The medical director’s resignation is the latest failure for a department entrusted with the care of the nation’s capital citizens and visitors

Since publication some of the opinions expressed in this article have been modified. Learn more about DCFEMS key performance indicators and view a widget which displays daily and 30-day trailing fire incidents and EMS incidents on the DCFEMS website.

The never-ending story of DC Fire and EMS, a department that supposedly protects the health and welfare of our nation’s capital citizens and visitors, has yet again closed another chapter filled with failed policies, indifferent leadership and lousy public safety.

With the resignation of Dr. Jullette Saussy, another well-intentioned physician trying to make a difference, DCFEMS once again proves that organizations will always rise — or sink — to the level of incompetency that pervades the system.

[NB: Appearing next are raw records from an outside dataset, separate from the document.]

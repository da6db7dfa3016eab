//! Expansion of `#[derive(Prisms)]`.
//!
//! Every variant shape maps onto an owned payload: `()` for unit variants,
//! the field type for single-field tuple variants, and a tuple of the field
//! types otherwise. Extraction clones the payload out of a borrowed value.

use proc_macro::TokenStream;
use proc_macro2::TokenStream as TokenStream2;
use quote::{format_ident, quote};
use syn::{Data, DeriveInput, Fields, Generics, Ident, Type, Variant, parse_macro_input};

pub fn derive_prisms_impl(input: TokenStream) -> TokenStream {
    let input = parse_macro_input!(input as DeriveInput);

    let name = &input.ident;
    let generics = &input.generics;

    let expanded = match &input.data {
        Data::Enum(data_enum) => {
            generate_enum_prisms(name, generics, data_enum.variants.iter())
        }
        Data::Struct(_) => syn::Error::new_spanned(
            &input.ident,
            "Prisms can only be derived for enums, not structs. Use #[derive(Lenses)] for structs.",
        )
        .to_compile_error(),
        Data::Union(_) => {
            syn::Error::new_spanned(&input.ident, "Prisms cannot be derived for unions.")
                .to_compile_error()
        }
    };

    TokenStream::from(expanded)
}

fn generate_enum_prisms<'a>(
    name: &Ident,
    generics: &Generics,
    variants: impl Iterator<Item = &'a Variant>,
) -> TokenStream2 {
    let prism_methods: Vec<TokenStream2> = variants.map(generate_variant_prism).collect();

    let (impl_generics, type_generics, where_clause) = generics.split_for_impl();

    quote! {
        impl #impl_generics #name #type_generics #where_clause {
            #(#prism_methods)*
        }
    }
}

/// How a variant is matched, built, and what it carries.
struct VariantShape {
    focus_type: TokenStream2,
    pattern: TokenStream2,
    payload: TokenStream2,
    construct: TokenStream2,
    field_types: Vec<Type>,
}

fn generate_variant_prism(variant: &Variant) -> TokenStream2 {
    let variant_name = &variant.ident;
    let method_name = format_ident!("{}_prism", to_snake_case(&variant_name.to_string()));
    let doc = format!("Returns a prism focusing on the `{variant_name}` variant.");

    let VariantShape {
        focus_type,
        pattern,
        payload,
        construct,
        field_types,
    } = variant_shape(variant);

    quote! {
        #[doc = #doc]
        #[inline]
        #[must_use]
        pub fn #method_name() -> impl ::optica::optics::Prism<Self, #focus_type> + ::core::clone::Clone
        where
            #(for<'__optica> #field_types: ::core::clone::Clone,)*
        {
            ::optica::optics::FunctionPrism::new(
                |source: &Self| match source {
                    #pattern => ::core::option::Option::Some(#payload),
                    #[allow(unreachable_patterns)]
                    _ => ::core::option::Option::None,
                },
                |value: #focus_type| #construct,
            )
        }
    }
}

fn variant_shape(variant: &Variant) -> VariantShape {
    let variant_name = &variant.ident;

    match &variant.fields {
        Fields::Unit => VariantShape {
            focus_type: quote! { () },
            pattern: quote! { Self::#variant_name },
            payload: quote! { () },
            construct: quote! {{
                let () = value;
                Self::#variant_name
            }},
            field_types: Vec::new(),
        },

        Fields::Unnamed(fields) if fields.unnamed.len() == 1 => {
            let field_type = &fields.unnamed[0].ty;
            VariantShape {
                focus_type: quote! { #field_type },
                pattern: quote! { Self::#variant_name(field) },
                payload: quote! { ::core::clone::Clone::clone(field) },
                construct: quote! { Self::#variant_name(value) },
                field_types: vec![field_type.clone()],
            }
        }

        Fields::Unnamed(fields) => {
            let field_types: Vec<Type> = fields.unnamed.iter().map(|field| field.ty.clone()).collect();
            let bindings: Vec<Ident> = (0..field_types.len())
                .map(|index| format_ident!("field{}", index))
                .collect();

            VariantShape {
                focus_type: quote! { (#(#field_types,)*) },
                pattern: quote! { Self::#variant_name(#(#bindings),*) },
                payload: quote! { (#(::core::clone::Clone::clone(#bindings),)*) },
                construct: quote! {{
                    let (#(#bindings,)*) = value;
                    Self::#variant_name(#(#bindings),*)
                }},
                field_types,
            }
        }

        Fields::Named(fields) => {
            let field_names: Vec<&Ident> = fields
                .named
                .iter()
                .filter_map(|field| field.ident.as_ref())
                .collect();
            let field_types: Vec<Type> = fields.named.iter().map(|field| field.ty.clone()).collect();

            VariantShape {
                focus_type: quote! { (#(#field_types,)*) },
                pattern: quote! { Self::#variant_name { #(#field_names),* } },
                payload: quote! { (#(::core::clone::Clone::clone(#field_names),)*) },
                construct: quote! {{
                    let (#(#field_names,)*) = value;
                    Self::#variant_name { #(#field_names),* }
                }},
                field_types,
            }
        }
    }
}

/// Converts a `CamelCase` or `PascalCase` string to `snake_case`.
fn to_snake_case(input: &str) -> String {
    let mut result = String::with_capacity(input.len() + 4);
    let chars: Vec<char> = input.chars().collect();

    for (index, &character) in chars.iter().enumerate() {
        if character.is_uppercase() {
            if index > 0 {
                let previous = chars[index - 1];
                let next_is_lowercase = chars.get(index + 1).is_some_and(|c| c.is_lowercase());

                // "keyPress" -> "key_press", "XMLParser" -> "xml_parser"
                if previous.is_lowercase() || (previous.is_uppercase() && next_is_lowercase) {
                    result.push('_');
                }
            }
            result.extend(character.to_lowercase());
        } else {
            result.push(character);
        }
    }

    result
}
use tracing::{info, warn};

use crate::database::activities_repo::{ActivityMap, RosterStore};
use crate::error::RosterError;
use crate::models::MessageResponse;

pub fn list_activities(store: &RosterStore) -> ActivityMap {
    store.list()
}

/// Emails are opaque: only a missing parameter is rejected.
pub fn require_email(raw: Option<&str>) -> Result<&str, RosterError> {
    raw.ok_or(RosterError::MissingEmail)
}

pub fn sign_up(
    store: &RosterStore,
    activity: &str,
    email: Option<&str>,
) -> Result<MessageResponse, RosterError> {
    let email = require_email(email)?;
    match store.signup(activity, email) {
        Ok(spots_left) => {
            info!(activity, email, spots_left, "Signed up participant");
            Ok(MessageResponse::new(format!(
                "Signed up {} for {}",
                email, activity
            )))
        }
        Err(e) => {
            warn!(activity, email, error = %e, "Signup rejected");
            Err(e)
        }
    }
}

pub fn unregister(
    store: &RosterStore,
    activity: &str,
    email: Option<&str>,
) -> Result<MessageResponse, RosterError> {
    let email = require_email(email)?;
    match store.unregister(activity, email) {
        Ok(spots_left) => {
            info!(activity, email, spots_left, "Unregistered participant");
            Ok(MessageResponse::new(format!(
                "Unregistered {} from {}",
                email, activity
            )))
        }
        Err(e) => {
            warn!(activity, email, error = %e, "Unregister rejected");
            Err(e)
        }
    }
}
use std::env;
use std::path::PathBuf;

pub const DEFAULT_HOST: &str = "127.0.0.1";
pub const DEFAULT_PORT: u16 = 8000;
pub const DEFAULT_STATIC_DIR: &str = "static";

/// Process settings, read from the environment (and `.env` when present).
#[derive(Debug, Clone, PartialEq, Eq)]
pub struct ServerConfig {
    pub host: String,
    pub port: u16,
    pub static_dir: PathBuf,
    /// Optional JSON file replacing the built-in activities.
    pub seed_file: Option<PathBuf>,
}

impl Default for ServerConfig {
    fn default() -> Self {
        Self {
            host: DEFAULT_HOST.to_string(),
            port: DEFAULT_PORT,
            static_dir: PathBuf::from(DEFAULT_STATIC_DIR),
            seed_file: None,
        }
    }
}

impl ServerConfig {
    pub fn from_env() -> Self {
        Self::from_lookup(|key| env::var(key).ok())
    }

    /// Builds the config from an arbitrary key lookup so tests don't have to
    /// mutate the process environment.
    pub fn from_lookup(lookup: impl Fn(&str) -> Option<String>) -> Self {
        let defaults = Self::default();
        let non_empty = |key: &str| {
            lookup(key)
                .map(|v| v.trim().to_string())
                .filter(|v| !v.is_empty())
        };

        Self {
            host: non_empty("HOST").unwrap_or(defaults.host),
            port: non_empty("PORT")
                .and_then(|v| v.parse().ok())
                .unwrap_or(defaults.port),
            static_dir: non_empty("STATIC_DIR")
                .map(PathBuf::from)
                .unwrap_or(defaults.static_dir),
            seed_file: non_empty("ACTIVITIES_SEED").map(PathBuf::from),
        }
    }

    pub fn bind_addr(&self) -> String {
        format!("{}:{}", self.host, self.port)
    }

    /// Address tried when the configured port is taken. There is none above 65535.
    pub fn fallback_addr(&self) -> Option<String> {
        let port = self.port.checked_add(1)?;
        Some(format!("{}:{}", self.host, port))
    }
}
use axum::{extract::State, Json};

use crate::database::activities_repo::{ActivityMap, RosterStore};
use crate::services::signup_service;

pub async fn activities_handler(State(store): State<RosterStore>) -> Json<ActivityMap> {
    Json(signup_service::list_activities(&store))
}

At least this time a small snippet of the curtain was lifted away for a moment, allowing Washington DC’s naive political leadership an opportunity to glimpse at what most of us EMS industry insiders have known for decades — don’t get sick in the District and expect any level of competent care to arrive at your door in some reasonable amount of time.

House on fire? Sure, DC fire can handle that. Though fires likely happen much less frequently than EMS calls, they spend an enormous amount of money on fire suppression. And there is such an overload of staffing to take care of those infrequent fires; how could they not manage a structure fire?

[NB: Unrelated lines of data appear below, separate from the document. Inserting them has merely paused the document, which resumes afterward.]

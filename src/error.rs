use axum::{
    extract::rejection::{PathRejection, QueryRejection},
    http::StatusCode,
    response::{IntoResponse, Response},
    Json,
};
use serde::Serialize;
use std::path::PathBuf;
use thiserror::Error;

/// Client-facing failures of the roster operations.
#[derive(Debug, Clone, PartialEq, Eq, Error)]
pub enum RosterError {
    #[error("Activity not found")]
    ActivityNotFound,
    #[error("Student not found in this activity")]
    ParticipantNotFound,
    #[error("Student is already signed up for this activity")]
    AlreadySignedUp,
    #[error("Activity is full")]
    ActivityFull,
    #[error("Email is required")]
    MissingEmail,
    /// The path or query string could not be extracted.
    #[error("{0}")]
    InvalidRequest(String),
}

impl RosterError {
    pub fn status(&self) -> StatusCode {
        match self {
            RosterError::ActivityNotFound | RosterError::ParticipantNotFound => {
                StatusCode::NOT_FOUND
            }
            RosterError::AlreadySignedUp
            | RosterError::MissingEmail
            | RosterError::InvalidRequest(_) => StatusCode::BAD_REQUEST,
            RosterError::ActivityFull => StatusCode::CONFLICT,
        }
    }
}

impl From<PathRejection> for RosterError {
    fn from(rejection: PathRejection) -> Self {
        RosterError::InvalidRequest(rejection.body_text())
    }
}

impl From<QueryRejection> for RosterError {
    fn from(rejection: QueryRejection) -> Self {
        RosterError::InvalidRequest(rejection.body_text())
    }
}

#[derive(Debug, Serialize)]
pub struct ErrorBody {
    pub detail: String,
}

impl IntoResponse for RosterError {
    fn into_response(self) -> Response {
        let body = ErrorBody {
            detail: self.to_string(),
        };
        (self.status(), Json(body)).into_response()
    }
}

/// Problems with the activity set loaded at startup.
#[derive(Debug, Error)]
pub enum SeedError {
    #[error("failed to read seed file {path}: {source}")]
    Read {
        path: PathBuf,
        #[source]
        source: std::io::Error,
    },
    #[error("failed to parse seed file {path}: {source}")]
    Parse {
        path: PathBuf,
        #[source]
        source: serde_json::Error,
    },
    #[error("activity names must not be blank")]
    BlankName,
    #[error("activity name {0:?} appears more than once")]
    DuplicateActivity(String),
    #[error("activity {activity:?} lists {email:?} more than once")]
    DuplicateParticipant { activity: String, email: String },
    #[error("activity {activity:?} has {count} participants but room for {max}")]
    OverCapacity {
        activity: String,
        count: usize,
        max: usize,
    },
}
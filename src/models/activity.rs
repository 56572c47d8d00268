use serde::{Deserialize, Serialize};
use std::borrow::Borrow;
use std::fmt;

/// Key of the roster map. Never empty or whitespace-only.
#[derive(Debug, Clone, PartialEq, Eq, PartialOrd, Ord, Hash, Serialize, Deserialize)]
#[serde(try_from = "String", into = "String")]
pub struct ActivityName(String);

#[derive(Debug, Clone, PartialEq, Eq, thiserror::Error)]
#[error("activity name must not be blank")]
pub struct BlankActivityName;

impl ActivityName {
    pub fn new(name: impl Into<String>) -> Result<Self, BlankActivityName> {
        let name = name.into();
        if name.trim().is_empty() {
            return Err(BlankActivityName);
        }
        Ok(Self(name))
    }

    pub fn as_str(&self) -> &str {
        &self.0
    }
}

impl TryFrom<String> for ActivityName {
    type Error = BlankActivityName;

    fn try_from(value: String) -> Result<Self, Self::Error> {
        Self::new(value)
    }
}

impl From<ActivityName> for String {
    fn from(name: ActivityName) -> Self {
        name.0
    }
}

// Lets the store look up `&str` path params without allocating a key.
impl Borrow<str> for ActivityName {
    fn borrow(&self) -> &str {
        &self.0
    }
}

impl fmt::Display for ActivityName {
    fn fmt(&self, f: &mut fmt::Formatter<'_>) -> fmt::Result {
        f.write_str(&self.0)
    }
}

/// One extracurricular activity and its roster, in signup order.
#[derive(Debug, Clone, PartialEq, Eq, Serialize, Deserialize)]
pub struct Activity {
    pub description: String,
    pub schedule: String,
    pub max_participants: usize,
    #[serde(default)]
    pub participants: Vec<String>,
}

impl Activity {
    pub fn new(description: &str, schedule: &str, max_participants: usize) -> Self {
        Self {
            description: description.to_string(),
            schedule: schedule.to_string(),
            max_participants,
            participants: Vec::new(),
        }
    }

    pub fn with_participants(mut self, emails: &[&str]) -> Self {
        self.participants = emails.iter().map(|e| e.to_string()).collect();
        self
    }

    pub fn is_full(&self) -> bool {
        self.participants.len() >= self.max_participants
    }

    pub fn spots_left(&self) -> usize {
        self.max_participants.saturating_sub(self.participants.len())
    }

    pub fn has_participant(&self, email: &str) -> bool {
        self.participants.iter().any(|p| p == email)
    }
}

#[cfg(test)]
mod tests {
    use super::*;

    #[test]
    fn blank_names_are_rejected() {
        assert!(ActivityName::new("").is_err());
        assert!(ActivityName::new("   ").is_err());
        assert_eq!(ActivityName::new("Chess Club").unwrap().as_str(), "Chess Club");
    }

    #[test]
    fn name_deserialization_validates() {
        let ok: Result<ActivityName, _> = serde_json::from_str("\"Art Club\"");
        assert!(ok.is_ok());
        let blank: Result<ActivityName, _> = serde_json::from_str("\" \"");
        assert!(blank.is_err());
    }

    #[test]
    fn capacity_helpers() {
        let a = Activity::new("d", "s", 2).with_participants(&["a@x.edu"]);
        assert!(!a.is_full());
        assert_eq!(a.spots_left(), 1);
        assert!(a.has_participant("a@x.edu"));

        let zero = Activity::new("d", "s", 0);
        assert!(zero.is_full());
        assert_eq!(zero.spots_left(), 0);
    }
}
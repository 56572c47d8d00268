pub mod activities_repo;
pub mod seed;
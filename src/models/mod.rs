pub mod activity;
pub mod message;

pub use activity::{Activity, ActivityName};
pub use message::MessageResponse;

But to handle the hundreds of daily medical calls, for some reason that doesn’t really matter to DCFEMS leaders.

I suspect that more people die within the district each week from a sudden cardiac arrest than from the fires that have raged in the district over the past ten years. How many of these individuals could be saved if even an average medical response was mounted?

What about heart attacks? Strokes? Hemorrhage? Complicated childbirth? Traumatic brain injury? Asthma attacks?

Each of these patient subsets have a time interval where prompt, accurate care can make a difference in how someone survives — and thrives — after the event.

I wonder if DCFEMS leaders live within the District, or have family or friends who reside there. And do they have some tinge of guilt or remorse that they collect a paycheck working in a system that doesn’t seems to serve its EMS purpose.

Over the decades I’ve seen incident after incident of incompetency reported about DCFEMS. I used to believe that some of our smartest, wisest and most committed citizens work in the District, for the greater good of the country. Clearly that’s not the case within DCFEMS nor in the leadership of Washington DC.

It also seems pretty clear that this is the picture of EMS that our U.S. senators and representatives, and their staff, working in the Capital see when they walk down the boulevards of the capital city. How much of that viewpoint colors and distorts the EMS discussion on the national level?

DCFEMS, the shame of EMS.

Art Hsieh, MA, NRP teaches in Northern California at the Public Safety Training Center, Santa Rosa Junior College in the Emergency Care Program. An EMS provider since 1982, Art has served as a line medic, supervisor and chief officer in the private, third service and fire-based EMS. He has directed both primary and EMS continuing education programs. Art is a textbook writer, author of “EMT Exam for Dummies,” has presented at conferences nationwide and continues to provide direct patient care regularly. Art is a member of the EMS1 Editorial Advisory Board.